Pour l’université de Leyde, les Palestiniens ne sont pas assez neutres pour faire leur travail

Dina Zbeidy, 8 avril 2022. Le mois dernier, à l’occasion de la semaine contre l’apartheid israélien, des étudiants de l’université de Leyde, aux Pays-Bas, ont organisé un événement sur le racisme, l’apartheid et l’intersectionnalité. Cependant, l’université a refusé de leur réserver une salle pour l’événement. La principale excuse invoquée était que le président de l’événement, c’est-à-dire moi-même, ne possédait pas un profil « neutre ». L’événement ne respectait donc pas les règles de la maison et ne pouvait pas avoir lieu à l’université.

Ramadan 2022 à Al-Quds

Alors que l’institution insiste sur le fait que la décision a été prise par le conseil d’administration de l’université, le refus est d’abord venu de l’agent de sécurité. J’ai envoyé un courriel au responsable de la sécurité pour lui demander des éclaircissements. Dans un premier temps, il m’a informé qu’il ne voulait pas être impliqué, puis, après que j’ai insisté, j’ai reçu un long courriel expliquant qu’en raison de mon profil « affiché », il ne serait pas en mesure de garantir la sécurité de tous les participants. Il a terminé notre échange d’e-mails par une invitation à nous rencontrer sur un terrain neutre, un endroit où je me sentirais à l’aise, et à discuter autour d’une tasse de café.
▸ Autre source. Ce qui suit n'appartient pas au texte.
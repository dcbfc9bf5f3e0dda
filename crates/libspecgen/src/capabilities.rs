//! Capability sets of the container process.
use std::str::FromStr;

use caps::Capability;
use oci_spec::runtime::{
    Capabilities, Capability as SpecCapability, LinuxCapabilities, LinuxCapabilitiesBuilder,
};
use oci_spec::OciSpecError;

use crate::config::CreateConfig;

#[derive(Debug, PartialEq, Eq, thiserror::Error)]
pub enum CapabilityError {
    #[error("unknown capability to add: {0:?}")]
    UnknownAdd(String),
    #[error("unknown capability drop: {0:?}")]
    UnknownDrop(String),
}

/// Capabilities granted to a container running with the default policy.
pub fn default_capabilities() -> Vec<Capability> {
    vec![
        Capability::CAP_CHOWN,
        Capability::CAP_DAC_OVERRIDE,
        Capability::CAP_FSETID,
        Capability::CAP_FOWNER,
        Capability::CAP_MKNOD,
        Capability::CAP_NET_RAW,
        Capability::CAP_SETGID,
        Capability::CAP_SETUID,
        Capability::CAP_SETFCAP,
        Capability::CAP_SETPCAP,
        Capability::CAP_NET_BIND_SERVICE,
        Capability::CAP_SYS_CHROOT,
        Capability::CAP_KILL,
        Capability::CAP_AUDIT_WRITE,
    ]
}

/// Every capability known to the `caps` crate, ordered by name.
pub fn all_capabilities() -> Vec<Capability> {
    let mut all: Vec<Capability> = caps::all().into_iter().collect();
    all.sort_by_key(|c| c.to_string());
    all
}

/// Parses `NET_ADMIN`, `net_admin` or `CAP_NET_ADMIN`.
pub fn parse_capability(name: &str) -> Option<Capability> {
    let upper = name.to_ascii_uppercase();
    let full = if upper.starts_with("CAP_") {
        upper
    } else {
        format!("CAP_{upper}")
    };
    Capability::from_str(&full).ok()
}

fn is_all(name: &str) -> bool {
    name.eq_ignore_ascii_case("all")
}

/// Applies `--cap-add` / `--cap-drop` style lists to `basics`. `ALL` in the
/// add list starts from every capability; `ALL` in the drop list starts
/// from nothing, so only explicit adds remain.
pub fn tweak_capabilities(
    basics: &[Capability],
    adds: &[String],
    drops: &[String],
) -> Result<Vec<Capability>, CapabilityError> {
    let drop_all = drops.iter().any(|d| is_all(d));
    let drops = drops
        .iter()
        .filter(|d| !is_all(d))
        .map(|d| parse_capability(d).ok_or_else(|| CapabilityError::UnknownDrop(d.clone())))
        .collect::<Result<Vec<_>, _>>()?;

    let add_all = adds.iter().any(|a| is_all(a));
    let adds = adds
        .iter()
        .filter(|a| !is_all(a))
        .map(|a| parse_capability(a).ok_or_else(|| CapabilityError::UnknownAdd(a.clone())))
        .collect::<Result<Vec<_>, _>>()?;

    let base = if add_all {
        all_capabilities()
    } else {
        basics.to_vec()
    };

    let mut tweaked: Vec<Capability> = Vec::new();
    if !drop_all {
        for cap in base {
            if !drops.contains(&cap) && !tweaked.contains(&cap) {
                tweaked.push(cap);
            }
        }
    }
    for cap in adds {
        if !tweaked.contains(&cap) {
            tweaked.push(cap);
        }
    }

    Ok(tweaked)
}

/// The five capability sets of a process. Bounding may differ from the
/// others when the process does not run as root.
#[derive(Debug, Clone, PartialEq, Eq)]
pub struct CapabilitySets {
    pub bounding: Vec<Capability>,
    pub effective: Vec<Capability>,
    pub inheritable: Vec<Capability>,
    pub permitted: Vec<Capability>,
    pub ambient: Vec<Capability>,
}

impl CapabilitySets {
    pub fn uniform(caps: Vec<Capability>) -> Self {
        Self {
            bounding: caps.clone(),
            effective: caps.clone(),
            inheritable: caps.clone(),
            permitted: caps.clone(),
            ambient: caps,
        }
    }

    /// Resolves the sets for `config`. Privileged containers get every
    /// capability the host supports. A non-root user starts its process sets
    /// from nothing, while its bounding set keeps `defaults` as the ceiling.
    pub fn for_config(
        config: &CreateConfig,
        defaults: &[Capability],
        host_supported: Vec<Capability>,
    ) -> Result<Self, CapabilityError> {
        if config.privileged {
            return Ok(Self::uniform(host_supported));
        }

        if config.runs_as_root() {
            let caps = tweak_capabilities(defaults, &config.cap_add, &config.cap_drop)?;
            return Ok(Self::uniform(caps));
        }

        let process = tweak_capabilities(&[], &config.cap_add, &config.cap_drop)?;
        let bounding = tweak_capabilities(defaults, &config.cap_add, &config.cap_drop)?;
        tracing::debug!(user = %config.user, ?process, ?bounding, "restricted capabilities for non-root user");
        Ok(Self {
            bounding,
            ..Self::uniform(process)
        })
    }

    pub fn into_oci(self) -> Result<LinuxCapabilities, OciSpecError> {
        LinuxCapabilitiesBuilder::default()
            .bounding(to_oci_set(&self.bounding))
            .effective(to_oci_set(&self.effective))
            .inheritable(to_oci_set(&self.inheritable))
            .permitted(to_oci_set(&self.permitted))
            .ambient(to_oci_set(&self.ambient))
            .build()
    }
}

fn to_oci_set(caps: &[Capability]) -> Capabilities {
    caps.iter().map(|c| c.to_oci()).collect()
}

pub trait CapabilityExt {
    /// Convert to the runtime spec's capability type
    fn to_oci(&self) -> SpecCapability;
}

impl CapabilityExt for Capability {
    fn to_oci(&self) -> SpecCapability {
        match self {
            Capability::CAP_AUDIT_CONTROL => SpecCapability::AuditControl,
            Capability::CAP_AUDIT_READ => SpecCapability::AuditRead,
            Capability::CAP_AUDIT_WRITE => SpecCapability::AuditWrite,
            Capability::CAP_BLOCK_SUSPEND => SpecCapability::BlockSuspend,
            Capability::CAP_BPF => SpecCapability::Bpf,
            Capability::CAP_CHECKPOINT_RESTORE => SpecCapability::CheckpointRestore,
            Capability::CAP_CHOWN => SpecCapability::Chown,
            Capability::CAP_DAC_OVERRIDE => SpecCapability::DacOverride,
            Capability::CAP_DAC_READ_SEARCH => SpecCapability::DacReadSearch,
            Capability::CAP_FOWNER => SpecCapability::Fowner,
            Capability::CAP_FSETID => SpecCapability::Fsetid,
            Capability::CAP_IPC_LOCK => SpecCapability::IpcLock,
            Capability::CAP_IPC_OWNER => SpecCapability::IpcOwner,
            Capability::CAP_KILL => SpecCapability::Kill,
            Capability::CAP_LEASE => SpecCapability::Lease,
            Capability::CAP_LINUX_IMMUTABLE => SpecCapability::LinuxImmutable,
            Capability::CAP_MAC_ADMIN => SpecCapability::MacAdmin,
            Capability::CAP_MAC_OVERRIDE => SpecCapability::MacOverride,
            Capability::CAP_MKNOD => SpecCapability::Mknod,
            Capability::CAP_NET_ADMIN => SpecCapability::NetAdmin,
            Capability::CAP_NET_BIND_SERVICE => SpecCapability::NetBindService,
            Capability::CAP_NET_BROADCAST => SpecCapability::NetBroadcast,
            Capability::CAP_NET_RAW => SpecCapability::NetRaw,
            Capability::CAP_PERFMON => SpecCapability::Perfmon,
            Capability::CAP_SETGID => SpecCapability::Setgid,
            Capability::CAP_SETFCAP => SpecCapability::Setfcap,
            Capability::CAP_SETPCAP => SpecCapability::Setpcap,
            Capability::CAP_SETUID => SpecCapability::Setuid,
            Capability::CAP_SYS_ADMIN => SpecCapability::SysAdmin,
            Capability::CAP_SYS_BOOT => SpecCapability::SysBoot,
            Capability::CAP_SYS_CHROOT => SpecCapability::SysChroot,
            Capability::CAP_SYS_MODULE => SpecCapability::SysModule,
            Capability::CAP_SYS_NICE => SpecCapability::SysNice,
            Capability::CAP_SYS_PACCT => SpecCapability::SysPacct,
            Capability::CAP_SYS_PTRACE => SpecCapability::SysPtrace,
            Capability::CAP_SYS_RAWIO => SpecCapability::SysRawio,
            Capability::CAP_SYS_RESOURCE => SpecCapability::SysResource,
            Capability::CAP_SYS_TIME => SpecCapability::SysTime,
            Capability::CAP_SYS_TTY_CONFIG => SpecCapability::SysTtyConfig,
            Capability::CAP_SYSLOG => SpecCapability::Syslog,
            Capability::CAP_WAKE_ALARM => SpecCapability::WakeAlarm,
            Capability::__Nonexhaustive => unreachable!("invalid capability"),
        }
    }
}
Depuis, beaucoup de choses se sont passées. Des étudiants et des professeurs ont lancé une pétition demandant à l’université de revenir sur sa décision et de me présenter des excuses. Des journaux ont publié des articles sur l’incident, et un membre élu du Parlement a posé des questions au ministre néerlandais de l’Education.

Dans mon courriel au responsable de la sécurité, j’ai clairement indiqué que je ne suis effectivement pas une personne neutre, surtout lorsqu’il s’agit de sujets tels que le racisme et l’apartheid. Une personne qui prétend être neutre lorsqu’il s’agit d’injustice sociale est-elle réellement neutre ? Que signifie même un profil neutre ?
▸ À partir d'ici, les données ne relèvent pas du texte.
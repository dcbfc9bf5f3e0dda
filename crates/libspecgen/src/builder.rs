//! Compiles a [`CreateConfig`] into an OCI runtime spec.
//!
//! The build is a pure function of the configuration, the caller's extra
//! mounts and the facts read through [`HostInfo`]. Every policy branch runs
//! exactly once, and any validation failure aborts the whole build so a
//! partial spec is never returned.

use std::path::PathBuf;

use caps::Capability;
use oci_spec::runtime::{LinuxNamespaceType, LinuxSeccomp, Mount, Spec};
use serde_json::Value;

use crate::blkio;
use crate::capabilities::{default_capabilities, CapabilitySets};
use crate::config::CreateConfig;
use crate::devices;
use crate::error::{Result, SpecError};
use crate::generator::Generator;
use crate::host::HostInfo;
use crate::mounts::{self, MountPolicy};
use crate::namespaces;
use crate::resources::ResourcePlan;
use crate::rlimits;
use crate::seccomp::{self, NativeArch};
use crate::user_ns;

/// Value of the `container` variable in the process environment.
pub const CONTAINER_ENGINE: &str = "stevedore";

const PROXY_ENV: &[&str] = &[
    "http_proxy",
    "HTTP_PROXY",
    "https_proxy",
    "HTTPS_PROXY",
    "ftp_proxy",
    "FTP_PROXY",
    "no_proxy",
    "NO_PROXY",
];

const MASKED_PATHS: &[&str] = &[
    "/proc/acpi",
    "/proc/kcore",
    "/proc/keys",
    "/proc/latency_stats",
    "/proc/timer_list",
    "/proc/timer_stats",
    "/proc/sched_debug",
    "/proc/scsi",
    "/sys/firmware",
    "/sys/fs/selinux",
];

const READONLY_PATHS: &[&str] = &[
    "/proc/asound",
    "/proc/bus",
    "/proc/fs",
    "/proc/irq",
    "/proc/sys",
    "/proc/sysrq-trigger",
];

/// Builds the spec for `config`. `user_mounts` take precedence over the
/// default mounts with the same destination.
#[tracing::instrument(level = "debug", skip_all)]
pub fn build(config: &CreateConfig, host: &dyn HostInfo, user_mounts: &[Mount]) -> Result<Spec> {
    let mut g = Generator::new()?;
    let rootless = host.is_rootless();
    let in_user_ns =
        rootless || (!config.id_mappings.is_empty() && !config.userns_mode.is_host());

    let host_gids = if rootless {
        Some(host.available_gids()?)
    } else {
        None
    };
    let policy = MountPolicy {
        privileged: config.privileged,
        rootless,
        in_user_ns,
        net_host: config.net_mode.is_host(),
        ipc_host: config.ipc_mode.is_host(),
        pid_host: config.pid_mode.is_host(),
        gid5_available: user_ns::gid5_available(host_gids, &config.id_mappings.gid_map),
    };
    tracing::debug!(?policy, "mount policy");
    mounts::apply_mount_policy(&policy, &mut g)?;

    g.cwd = config
        .work_dir
        .clone()
        .unwrap_or_else(|| PathBuf::from("/"));
    g.args = config.command.clone();
    g.terminal = config.tty;
    g.annotations = config.annotations.clone();
    g.root_readonly = config.read_only_rootfs;

    if config.http_proxy {
        for key in PROXY_ENV {
            if let Some(value) = host.env_var(key).filter(|v| !v.is_empty()) {
                g.add_process_env(key, &value);
            }
        }
    }

    apply_hostname(config, host, &mut g)?;
    g.sysctl = config.sysctl.clone();
    g.add_process_env("container", CONTAINER_ENGINE);

    let mut plan = ResourcePlan::from_config(&config.resources)?;
    g.oom_score_adj = Some(config.resources.oom_score_adj);

    if config.privileged {
        if !rootless {
            devices::add_privileged_devices(host, &mut g)?;
        }
    } else {
        devices::add_configured_devices(&config.devices, rootless, host, &mut g)?;
    }

    for map in &config.id_mappings.uid_map {
        g.add_uid_mapping(map.host_id, map.container_id, map.size)?;
    }
    for map in &config.id_mappings.gid_map {
        g.add_gid_mapping(map.host_id, map.container_id, map.size)?;
    }
    g.no_new_privileges = config.no_new_privileges;
    if !config.privileged && !config.apparmor_profile.is_empty() {
        g.apparmor_profile = Some(config.apparmor_profile.clone());
    }

    block_kernel_filesystems(config, rootless, &mut g);

    for (key, value) in &config.env {
        g.add_process_env(key, value);
    }

    rlimits::apply_rlimits(&config.resources.ulimit, rootless, host, &mut g)?;

    namespaces::apply_namespace_mode(LinuxNamespaceType::Pid, &config.pid_mode, &mut g)?;
    namespaces::apply_user_mode(&config.userns_mode, &config.id_mappings, &mut g)?;
    namespaces::apply_network_mode(&config.net_mode, &mut g)?;
    namespaces::apply_namespace_mode(LinuxNamespaceType::Uts, &config.uts_mode, &mut g)?;
    namespaces::apply_namespace_mode(LinuxNamespaceType::Ipc, &config.ipc_mode, &mut g)?;

    // The seccomp profile is resolved against the final bounding set.
    g.capabilities = CapabilitySets::for_config(
        config,
        &default_capabilities(),
        host.supported_capabilities(),
    )?;
    g.seccomp = seccomp_filter(config, host, &g.capabilities.bounding)?;

    let assembled = mounts::supersede_user_mounts(user_mounts, std::mem::take(&mut g.mounts));
    let mut assembled = mounts::normalize_mount_options(assembled)?;

    let block_io = blkio::block_io(&config.resources, host).map_err(SpecError::BlockIo)?;
    plan.set_block_io(block_io);

    let rootless_unified = if rootless {
        Some(host.cgroup_setup()?.is_unified())
    } else {
        None
    };
    let resources = plan.into_resources(std::mem::take(&mut g.device_rules), rootless_unified)?;

    mounts::inherit_host_options(&mut assembled, &host.mounts()?)?;
    g.mounts = assembled;

    Ok(g.into_spec(Some(resources))?)
}

fn apply_hostname(config: &CreateConfig, host: &dyn HostInfo, g: &mut Generator) -> Result<()> {
    let mut hostname = config.hostname.clone();
    if hostname.is_empty() && (config.net_mode.is_host() || config.uts_mode.is_host()) {
        hostname = host.hostname().map_err(SpecError::Hostname)?;
    }

    // Only a private UTS namespace or an explicit name sets the spec field.
    g.hostname = None;
    if !config.hostname.is_empty() || !config.uts_mode.is_host() {
        g.hostname = Some(hostname.clone());
    }
    g.add_process_env("HOSTNAME", &hostname);
    Ok(())
}

fn block_kernel_filesystems(config: &CreateConfig, rootless: bool, g: &mut Generator) {
    if config.privileged {
        return;
    }
    for path in MASKED_PATHS {
        g.add_masked_path(path);
    }
    if config.pid_mode.is_host() && rootless {
        return;
    }
    for path in READONLY_PATHS {
        g.add_readonly_path(path);
    }
}

fn seccomp_filter(
    config: &CreateConfig,
    host: &dyn HostInfo,
    bounding: &[Capability],
) -> Result<Option<LinuxSeccomp>> {
    if config.privileged || config.is_seccomp_unconfined() {
        return Ok(None);
    }

    let path = if config.seccomp_profile_path.is_empty() {
        match host.default_seccomp_profile() {
            Some(path) => path,
            None => {
                tracing::warn!("no default seccomp profile found, running without a seccomp filter");
                return Ok(None);
            }
        }
    } else {
        PathBuf::from(&config.seccomp_profile_path)
    };

    let native = NativeArch::current();
    Ok(Some(seccomp::load_profile(&path, bounding, native.as_ref())?))
}

/// Serializes `spec` with object keys and capability sets sorted, so equal
/// specs always produce identical bytes.
pub fn spec_to_json(spec: &Spec) -> Result<String> {
    let mut value = serde_json::to_value(spec)?;
    if let Some(sets) = value
        .pointer_mut("/process/capabilities")
        .and_then(Value::as_object_mut)
    {
        for set in sets.values_mut() {
            if let Some(list) = set.as_array_mut() {
                list.sort_by(|a, b| a.as_str().cmp(&b.as_str()));
            }
        }
    }
    Ok(serde_json::to_string_pretty(&value)?)
}
use std::sync::{Arc, Condvar, Mutex};
use std::time::{Duration, Instant};

/// A cancellation flag shared between a pull and whoever may abort it.
/// Waiting on the token returns early once it is cancelled.
#[derive(Debug, Clone, Default)]
pub struct CancellationToken {
    inner: Arc<(Mutex<bool>, Condvar)>,
}

impl CancellationToken {
    pub fn new() -> Self {
        Self::default()
    }

    pub fn cancel(&self) {
        let (lock, cvar) = &*self.inner;
        let mut cancelled = lock.lock().unwrap_or_else(|poisoned| poisoned.into_inner());
        *cancelled = true;
        cvar.notify_all();
    }

    pub fn is_cancelled(&self) -> bool {
        let (lock, _) = &*self.inner;
        *lock.lock().unwrap_or_else(|poisoned| poisoned.into_inner())
    }

    /// Sleeps for `timeout` unless cancelled first. Returns whether the
    /// token was cancelled.
    pub fn wait_timeout(&self, timeout: Duration) -> bool {
        let (lock, cvar) = &*self.inner;
        let deadline = Instant::now() + timeout;
        let mut cancelled = lock.lock().unwrap_or_else(|poisoned| poisoned.into_inner());
        while !*cancelled {
            let now = Instant::now();
            if now >= deadline {
                break;
            }
            cancelled = match cvar.wait_timeout(cancelled, deadline - now) {
                Ok((guard, _)) => guard,
                Err(poisoned) => poisoned.into_inner().0,
            };
        }
        *cancelled
    }
}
Néanmoins, j’étais sûre de pouvoir remplir mon rôle de présidente de manière professionnelle. Mon travail consiste à faciliter une discussion productive, à poser les bonnes questions, à faire en sorte que tout se déroule dans les temps et à accueillir les questions et commentaires critiques.

Ils n’ont apparemment pas été convaincus.

J’ai remarqué que, souvent, lorsqu’un universitaire s’élève contre l’injustice mondiale, en fondant ses arguments sur la recherche et les faits, il court le risque de nuire à sa réputation professionnelle – surtout lorsqu’il s’agit de la Palestine et d’Israël.

J’ai grandi avec une mère néerlandaise et un père palestinien en Galilée, dans une ville palestinienne. J’ai grandi sous l’occupation, en tant que membre d’un groupe minoritaire confronté à la discrimination dans la plupart des aspects de la vie.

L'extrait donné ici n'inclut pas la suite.